Le 23 mai 1991, à l’occasion du lancement d’une collection de son œuvre par Editorial Planeta, Silo a donné une conférence au Teatro Gran Palace de Santiago du Chili, expliquant certaines caractéristiques de son œuvre littéraire et de sa pensée.

Un peu plus de trois décennies après cet évènement, la pensée de Silo, qui a inspiré l’action de millions d’activistes humanistes dans le monde, est encore insuffisamment étudiée et diffusée dans la sphère publique.

C’est pourquoi, compte tenu de la profondeur de cette œuvre et de l’importance que sa conception peut avoir à l’heure actuelle, nous rappelons quelques passages de cette conférence.

En ce qui concerne les caractéristiques du premier volume de la collection, Silo a souligné que :

Humaniser la Terre est une œuvre de pensée en prose poétique qui porte sur la vie humaine dans ses aspects les plus généraux. Le glissement du point de vue, de l’intériorité personnelle à l’interpersonnel et au social, exhorte à dépasser le non-sens de la vie et propose une activité et un militantisme en faveur de l’humanisation du monde.

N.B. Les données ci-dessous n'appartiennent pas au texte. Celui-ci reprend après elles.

//! # Enrichment Client
//!
//! Calls the LLM completion endpoint with the rolling transcript and turns
//! the response into a `context_partial` payload. Every failure mode
//! (missing credential, network error, unusable response shape) is logged
//! and swallowed; enrichment never blocks or fails the transcription path.

use crate::config::EnrichmentConfig;
use crate::enrichment::extract;
use crate::enrichment::prompt;
use anyhow::{anyhow, Result};
use serde::{Deserialize, Serialize};
use serde_json::json;
use std::time::Duration;
use tracing::{debug, warn};

/// Environment variable holding the completion-endpoint credential.
const API_KEY_VAR: &str = "OPENAI_API_KEY";

/// Payload of a `context_partial` message.
#[derive(Debug, Clone, Serialize, Deserialize, PartialEq)]
pub struct ContextPayload {
    /// Enrichment text for display
    pub context: String,

    /// Model that generated it
    pub model: String,

    /// Generation timestamp, ISO-8601
    pub generated_at: String,

    /// Length of the transcript the context was derived from
    pub source_len: usize,
}

/// Expected completion response schema. One documented shape; anything
/// else is a failed attempt, not a reason to probe alternatives.
#[derive(Debug, Deserialize)]
struct ChatCompletionResponse {
    choices: Vec<ChatChoice>,
}

#[derive(Debug, Deserialize)]
struct ChatChoice {
    message: ChatMessage,
}

#[derive(Debug, Deserialize)]
struct ChatMessage {
    content: Option<String>,
}

/// Fire-and-forget client for the completion endpoint.
pub struct EnrichmentClient {
    http: reqwest::Client,
    api_key: Option<String>,
    config: EnrichmentConfig,
}

impl EnrichmentClient {
    /// Build the client, picking the credential up from the environment.
    /// A missing key downgrades `enrich` to a no-op rather than failing
    /// connections later.
    pub fn from_env(config: EnrichmentConfig) -> Self {
        let api_key = std::env::var(API_KEY_VAR)
            .ok()
            .filter(|key| !key.trim().is_empty());

        if api_key.is_none() {
            warn!(
                "{} is not set; transcription will run without context enrichment",
                API_KEY_VAR
            );
        }

        let http = reqwest::Client::builder()
            .timeout(Duration::from_secs(60))
            .build()
            .unwrap_or_else(|_| reqwest::Client::new());

        Self {
            http,
            api_key,
            config,
        }
    }

    /// Request context for the given transcript fragments (oldest first).
    ///
    /// Returns `Ok(None)` when there is nothing to send for this cycle:
    /// no credential, empty transcript, or an unusable response. `Err` is
    /// reserved for transport-level failures; callers log either outcome
    /// and move on, there are no retries.
    pub async fn enrich(&self, fragments: &[String]) -> Result<Option<ContextPayload>> {
        let combined = prompt::combine_fragments(fragments);
        if combined.is_empty() {
            return Ok(None);
        }

        let Some(api_key) = &self.api_key else {
            debug!("Skipping enrichment: no credential configured");
            return Ok(None);
        };

        let body = json!({
            "model": self.config.model,
            "messages": [
                {"role": "system", "content": prompt::SYSTEM_PROMPT},
                {"role": "user", "content": prompt::build_user_prompt(&combined)},
            ],
            "temperature": self.config.temperature,
            "max_tokens": self.config.max_tokens,
        });

        let url = format!("{}/chat/completions", self.config.api_base.trim_end_matches('/'));

        let response = self
            .http
            .post(&url)
            .bearer_auth(api_key)
            .json(&body)
            .send()
            .await?
            .error_for_status()?;

        let completion: ChatCompletionResponse = response.json().await?;
        let raw = completion
            .choices
            .first()
            .and_then(|choice| choice.message.content.as_deref())
            .ok_or_else(|| anyhow!("Completion response carried no message content"))?;

        let Some(context) = extract::context_from_response(raw) else {
            debug!("No context could be extracted from the completion response");
            return Ok(None);
        };

        Ok(Some(ContextPayload {
            context,
            model: self.config.model.clone(),
            generated_at: chrono::Utc::now().to_rfc3339(),
            source_len: combined.len(),
        }))
    }

    /// Whether a credential is available, for the health endpoint.
    pub fn is_configured(&self) -> bool {
        self.api_key.is_some()
    }

    /// Model name used for enrichment.
    pub fn model(&self) -> &str {
        &self.config.model
    }
}

#[cfg(test)]
mod tests {
    use super::*;

    fn test_config() -> EnrichmentConfig {
        EnrichmentConfig {
            model: "gpt-4o-mini".to_string(),
            max_tokens: 600,
            temperature: 0.0,
            api_base: "https://api.openai.com/v1".to_string(),
        }
    }

    #[test]
    fn context_payload_wire_shape() {
        let payload = ContextPayload {
            context: "Key concepts: quorum, log matching.".to_string(),
            model: "gpt-4o-mini".to_string(),
            generated_at: "2025-01-01T12:00:00+00:00".to_string(),
            source_len: 42,
        };

        let value = serde_json::to_value(&payload).unwrap();
        assert_eq!(value["context"], "Key concepts: quorum, log matching.");
        assert_eq!(value["model"], "gpt-4o-mini");
        assert_eq!(value["source_len"], 42);
        assert!(value["generated_at"].is_string());
    }

    #[test]
    fn completion_response_schema_parses() {
        let raw = r#"{
            "id": "chatcmpl-1",
            "choices": [
                {"index": 0, "message": {"role": "assistant", "content": "{\"context\": \"hi\"}"}}
            ],
            "usage": {"total_tokens": 10}
        }"#;

        let parsed: ChatCompletionResponse = serde_json::from_str(raw).unwrap();
        assert_eq!(
            parsed.choices[0].message.content.as_deref(),
            Some("{\"context\": \"hi\"}")
        );
    }

    #[tokio::test]
    async fn enrich_without_credential_is_a_noop() {
        // Construct directly so the test does not depend on the process
        // environment.
        let client = EnrichmentClient {
            http: reqwest::Client::new(),
            api_key: None,
            config: test_config(),
        };

        let result = client
            .enrich(&["some transcript".to_string()])
            .await
            .unwrap();
        assert!(result.is_none());
    }

    #[tokio::test]
    async fn enrich_with_empty_transcript_is_a_noop() {
        let client = EnrichmentClient {
            http: reqwest::Client::new(),
            api_key: Some("sk-test".to_string()),
            config: test_config(),
        };

        let result = client.enrich(&[]).await.unwrap();
        assert!(result.is_none());
    }
}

Quant au deuxième livre, intitulé Expériences guidées, écrit en 1980, il précise : « Il s’agit d’un ensemble de contes courts, écrits à la première personne ; mais nous devons préciser que cette « première personne » n’est pas l’auteur, comme c’est généralement le cas, mais le lecteur. Pour parvenir à cela, nous avons fait en sorte que l’atmosphère de chaque récit serve de cadre au lecteur, pour que lui-même et ses propres contenus remplissent la scène. Coopérant avec le texte, apparaissent des astérisques, qui marquent les pauses et permettent d’introduire, mentalement, les images qui vont transformer l’observateur passif en acteur et coauteur de chacune de ces descriptions. »

En ce qui concerne le troisième ouvrage, Mythes-racines universels, écrit en 1990, Silo souligne que « à la différence d’Expériences guidées qui traite des images individuelles, on y compare et commente les images collectives les plus anciennes, fixées dans des mythes par différentes cultures. »

Plus loin, il commente : « C’est pourquoi Mythes-racines universels nous rapproche de la compréhension des facteurs de cohésion et d’orientation des groupes humains, au-delà du fait que les mythes en question possèdent une dimension religieuse ou qu’ils agissent simplement comme de fortes croyances sociales désacralisées. »

Enfin, les essais, Psychologie de l’image, écrit en 1988, et Discussions historiologiques, écrit en 1989, forment un quatrième ouvrage intitulé Contributions à la pensée, où sont exposés succinctement les thèmes théoriques pour nous les plus importants à propos de la structure de la vie humaine et de l’historicité au sein de laquelle cette structure se développe.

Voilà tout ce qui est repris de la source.